Nicholas Carr, in The Shallows, argues that he has transformed from an English Major who found comfort in libraries and books to a middle aged man who finds it difficult to concentrate on a long-form news article. He states that all this on-demand succinct information, courtesy of the internet, has transformed the wiring of his brain to require that on-demand nature of all content consumed. He quotes disparaging lit professor who can’t get her students to read full books anymore.

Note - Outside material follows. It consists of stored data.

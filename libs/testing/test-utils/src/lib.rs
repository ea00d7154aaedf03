//! Shared test utilities for domain testing
//!
//! This crate provides reusable test infrastructure for all domain crates:
//! - `TestDatabase`: PostgreSQL container with automatic cleanup (feature: "postgres")
//! - `TestDataBuilder`: Deterministic test data generation (always available)
//! - `assertions`: Custom assertion helpers (always available)
//!
//! # Usage
//!
//! ```rust,no_run
//! use test_utils::{TestDatabase, TestDataBuilder};
//!
//! #[tokio::test]
//! async fn my_postgres_test() {
//!     let db = TestDatabase::new().await;
//!     let builder = TestDataBuilder::from_test_name("my_test");
//!
//!     let username = builder.username("main");
//!     let email = builder.email("main");
//! }
//! ```

#[cfg(feature = "postgres")]
mod postgres;

#[cfg(feature = "postgres")]
pub use postgres::TestDatabase;

/// Longest username the `users` table accepts
pub const MAX_USERNAME_LEN: usize = 25;

/// Builder for test data with deterministic randomization
///
/// Tests sharing one database stay isolated because every value carries the
/// seed derived from the test name.
pub struct TestDataBuilder {
    seed: u64,
}

impl TestDataBuilder {
    /// Create a new builder with a seed (for deterministic tests)
    pub fn new(seed: u64) -> Self {
        Self { seed }
    }

    /// Create from test name (generates seed from test name hash)
    ///
    /// # Example
    ///
    /// ```
    /// use test_utils::TestDataBuilder;
    ///
    /// let builder = TestDataBuilder::from_test_name("test_create_user");
    /// ```
    pub fn from_test_name(name: &str) -> Self {
        use std::collections::hash_map::DefaultHasher;
        use std::hash::{Hash, Hasher};

        let mut hasher = DefaultHasher::new();
        name.hash(&mut hasher);
        Self::new(hasher.finish())
    }

    /// Generate a username that fits the `users.username` column
    ///
    /// # Example
    ///
    /// ```
    /// use test_utils::TestDataBuilder;
    ///
    /// let builder = TestDataBuilder::new(42);
    /// assert_eq!(builder.username("ana"), "u000042_ana");
    /// ```
    pub fn username(&self, suffix: &str) -> String {
        let mut username = format!("u{:06}_{}", self.seed % 1_000_000, suffix);
        username.truncate(MAX_USERNAME_LEN);
        username
    }

    /// Generate an email address for [`username`](Self::username)
    pub fn email(&self, suffix: &str) -> String {
        format!("{}@example.com", self.username(suffix))
    }
}

/// Test assertion helpers
pub mod assertions {
    /// Assert that an optional value is Some
    pub fn assert_some<T>(value: Option<T>, context: &str) -> T {
        value.unwrap_or_else(|| panic!("{}: expected Some, got None", context))
    }

    /// Assert that an HTML body contains `needle`, printing the body otherwise
    pub fn assert_html_contains(html: &str, needle: &str) {
        assert!(
            html.contains(needle),
            "expected HTML to contain {:?}, got:\n{}",
            needle,
            html
        );
    }
}

#[cfg(test)]
mod tests {
    use super::*;

    #[test]
    fn test_data_builder_deterministic() {
        let builder1 = TestDataBuilder::new(42);
        let builder2 = TestDataBuilder::new(42);

        assert_eq!(builder1.username("ana"), builder2.username("ana"));
        assert_eq!(builder1.email("ana"), builder2.email("ana"));
    }

    #[test]
    fn test_data_builder_different_names() {
        let builder1 = TestDataBuilder::from_test_name("test1");
        let builder2 = TestDataBuilder::from_test_name("test2");

        // Different test names should generate different data
        assert_ne!(builder1.username("ana"), builder2.username("ana"));
    }

    #[test]
    fn test_username_fits_column() {
        let builder = TestDataBuilder::new(u64::MAX);
        let username = builder.username("a_rather_long_suffix_for_a_username");
        assert_eq!(username.len(), MAX_USERNAME_LEN);
    }
}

Two things. First, since when have students ever read everything cover to cover? Yes, Wikipedia and Spark Notes have made it easier to avoid the work. No arguments here. But it’s a Hallmark of students everywhere to do as little work as possible to yield the most results. Second, I found myself frustrated Carr’s assertions. As an English major myself, I spent an inordinate amount of time studying diction and craft, poetry and fiction. That’s not to suggest I’m never guilty of occasional skimming (like I said, it’s a Hallmark, plus I’m a notoriously slow reader), but I like words. I like taking time to process what I’m reading. I appreciate a tight, gorgeous sentence. (How you doin’, Shakespeare?)
Concentrating can require work. Generally, I need to have classical music playing to drown out distractions so I can dive in, and once I do, I can get properly lost in what I’m reading. Of course, now I have to wonder if I’m just the exception to the rule.